Por Lic. Carlos R. Sánchez*
La Sala de lo Constitucional de la Corte Suprema de Justicia en su Sentencia 61-2009 abre el debate respecto a la forma en que debe ejercerse el sufragio. Posteriormente se reafirma y amplían las posibilidades en la sentencias de inconstitucionalidad 6-2011 y 57-2011. En términos amplios, dichas resoluciones impulsan tres cambios significativos en el sistema electoral: anulación del sistema de lista cerrada y bloqueada, en el que el único mecanismo de elección es el orden de la lista predeterminado por el partido político; eliminación de la posibilidad de presentación de listas parciales en cada circunscripción, que limitaba la posibilidad de elección; y voto por personas y por ende, por más de un candidato de una misma lista, potenciando la libertad de configurar la prelación por parte del ciudadano.
Los antecedentes mencionados inexorablemente conducen a una reforma del sistema tal y como lo conocemos hasta ahora. Pero una reforma por sí misma no representa un avance si no se toman en cuentas todos los factores asociados al cambio que se pretende implementar.
Evidentemente el papel de la Sala de lo Constitucional, como legislador negativo, es meramente declarativo, en el sentido de señalar las directrices sobre las que debe marchar la implementación del nuevo sistema. Son los entes que legislan y ejecutan los que tienen en sus manos la puesta en marcha de los mecanismos que procuren una votación acorde a los principios y guías establecidos.
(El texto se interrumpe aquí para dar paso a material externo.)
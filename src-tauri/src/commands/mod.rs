//! Tauri命令模块
//!
//! 前端通过 `invoke` 调用的全部入口:
//! - `login_commands`: 扫码登录 (发起、查询状态、登出)
//! - `cleanup_commands`: 清理任务 (两步确认协议、忙闲与进度查询)
//! - `session_commands`: 会话摘要与界面偏好
//! - `log_commands`: 活动日志读取与清空
//!
//! 命令层只做参数传递与错误到字符串的转换,业务逻辑全部在服务层。

pub mod cleanup_commands;
pub mod log_commands;
pub mod login_commands;
pub mod session_commands;

pub use cleanup_commands::{
    cleanup_busy, confirm_cleanup, decline_cleanup, progress_state, request_cleanup,
};
pub use log_commands::{clear_activity, list_activity};
pub use login_commands::{login_state, logout, start_login};
pub use session_commands::{current_session, get_preferences, has_valid_session, set_preferences};
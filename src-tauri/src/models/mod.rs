//! 数据模型模块
//!
//! 包含所有核心数据结构:
//! - errors: 错误类型定义 (API、存储、URL解析错误)
//! - session: 登录会话凭证 (mid / sessdata / bili_jct)
//! - login_flow: 扫码登录状态机 (轮询tick的纯状态转换)
//! - cleanup_task: 清理任务枚举与结果形态
//! - activity_log: 追加式活动日志 (前端展示用)

pub mod activity_log;
pub mod cleanup_task;
pub mod errors;
pub mod login_flow;
pub mod session;

// 重导出常用类型,简化外部引用
pub use activity_log::{ActivityLog, LogEntry, LogSeverity};
pub use cleanup_task::{CleanupCounts, CleanupOutcome, CleanupTask};
pub use errors::{ApiError, SessionParseError, StorageError};
pub use login_flow::{
    LoginFlow, LoginState, PollResult, PollStep, POLL_CODE_EXPIRED, POLL_CODE_SCANNED,
    POLL_CODE_SUCCESS, POLL_INTERVAL_SECS,
};
pub use session::Session;
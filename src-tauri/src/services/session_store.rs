use std::fs;
use std::path::PathBuf;

use crate::models::{Session, StorageError};

/// 会话存储
///
/// 将登录凭证持久化为配置目录下的单个JSON文件,职责单一:
/// 仅处理会话的保存/读取/清除,不涉及登录流程本身。
///
/// 损坏自愈: 读到无法解析的内容时视为未登录并清掉存储槽位,
/// 解析错误永远不会向上传播成崩溃。
pub struct SessionStore {
    path: PathBuf,
}

impl SessionStore {
    /// 使用默认路径创建存储
    ///
    /// 路径: `<config_dir>/bili-cleaner/session.json`
    ///
    /// # 错误
    /// 返回 `StorageError::NoStorageDir` 如果系统未提供配置目录
    pub fn new() -> Result<Self, StorageError> {
        let dir = dirs::config_dir()
            .ok_or(StorageError::NoStorageDir)?
            .join("bili-cleaner");
        fs::create_dir_all(&dir)?;
        Ok(Self {
            path: dir.join("session.json"),
        })
    }

    /// 使用指定文件路径创建存储 (测试用)
    pub fn with_path(path: PathBuf) -> Self {
        Self { path }
    }

    /// 读取持久化的会话
    ///
    /// - 文件不存在: `None`
    /// - 文件无法读取或内容损坏: 清掉槽位后返回 `None`
    pub fn load(&self) -> Option<Session> {
        if !self.path.exists() {
            return None;
        }

        let content = match fs::read_to_string(&self.path) {
            Ok(content) => content,
            Err(e) => {
                tracing::warn!(path = %self.path.display(), error = %e, "会话文件读取失败,按未登录处理");
                return None;
            }
        };

        match serde_json::from_str::<Session>(&content) {
            Ok(session) => Some(session),
            Err(e) => {
                tracing::warn!(
                    path = %self.path.display(),
                    error = %e,
                    "会话文件内容损坏,清除后按未登录处理"
                );
                if let Err(clear_err) = self.clear() {
                    tracing::warn!(error = %clear_err, "清除损坏的会话文件失败");
                }
                None
            }
        }
    }

    /// 持久化会话
    ///
    /// 先写临时文件再重命名,调用方视角下不会观察到半成品。
    pub fn save(&self, session: &Session) -> Result<(), StorageError> {
        let content = serde_json::to_string_pretty(session)?;

        let tmp_path = self.path.with_extension("json.tmp");
        fs::write(&tmp_path, content)?;
        fs::rename(&tmp_path, &self.path)?;

        tracing::info!(
            path = %self.path.display(),
            session = %session.summary_for_logging(),
            "会话已持久化"
        );
        Ok(())
    }

    /// 清除持久化的会话
    ///
    /// 登出与损坏自愈共用;文件不存在不算错误。
    pub fn clear(&self) -> Result<(), StorageError> {
        match fs::remove_file(&self.path) {
            Ok(()) => {
                tracing::info!(path = %self.path.display(), "会话已清除");
                Ok(())
            }
            Err(e) if e.kind() == std::io::ErrorKind::NotFound => Ok(()),
            Err(e) => Err(e.into()),
        }
    }

    /// 是否存在可用会话
    ///
    /// 用户ID与会话密钥同时存在即视为已登录;
    /// CSRF令牌的缺失在此处被容忍,由变更类请求单独校验。
    pub fn has_valid_session(&self) -> bool {
        self.load().map(|s| s.is_usable()).unwrap_or(false)
    }
}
En este punto es necesario tener en cuenta que aunque lo ideal es tener un sistema electoral donde se potencie al máximo la libertad de elección en abstracto –como podría ser un sistema de listas abiertas en que el elector pudiera mostrar preferencias entre distintas listas por igual o incluso combinar candidatos no partidarios con partidarios– no debe dejarse de lado la situación educativa y social de gran parte de la población.
Y es que existe un “trade off” entre la ampliación de la libertad de elección, y la facilidad en el manejo del sistema por parte de los ciudadanos y los costos para las instituciones. Cualquier mecanismo que pretenda llevar a su máxima expresión la libertad de elección resulta inevitablemente complejo y costoso.
En un país con altos niveles educativos, acceso casi total a medios de comunicación tradicionales y no tradicionales, e instituciones con muchos recursos a su disposición, una reforma de la envergadura cercana a la ideal es posible; pero en El Salvador, parecería que la gradualidad hubiera sido el mejor camino a la implementación de nuevos mecanismos de elección. Según el Índice de Desarrollo Humano 2011, el promedio de escolaridad de la población salvadoreña es de 7.5 años; esto aunado a las conocidas asimetrías existentes en torno al acceso a la educación en todos sus niveles puede dar una idea de cómo se encuentra nuestra población en este tema.
Si bien cualquier intento por evadir el cumplimiento de las resoluciones de la Sala de lo Constitucional constituiría un daño a la institucionalidad, también lo sería la creación de un sistema que ignore la realidad salvadoreña. Lo más importante para el diseño debe ser encontrar el equilibrio que permita cumplir con los postulados constitucionales enunciados por la sala, pero teniendo en cuenta las consideraciones propias de nuestra población y nuestras instituciones. El remedio no puede ser peor que la enfermedad.
* Miembro de ADESA. Publicado en La Prensa Gráfica, edición 20 de noviembre de 2011.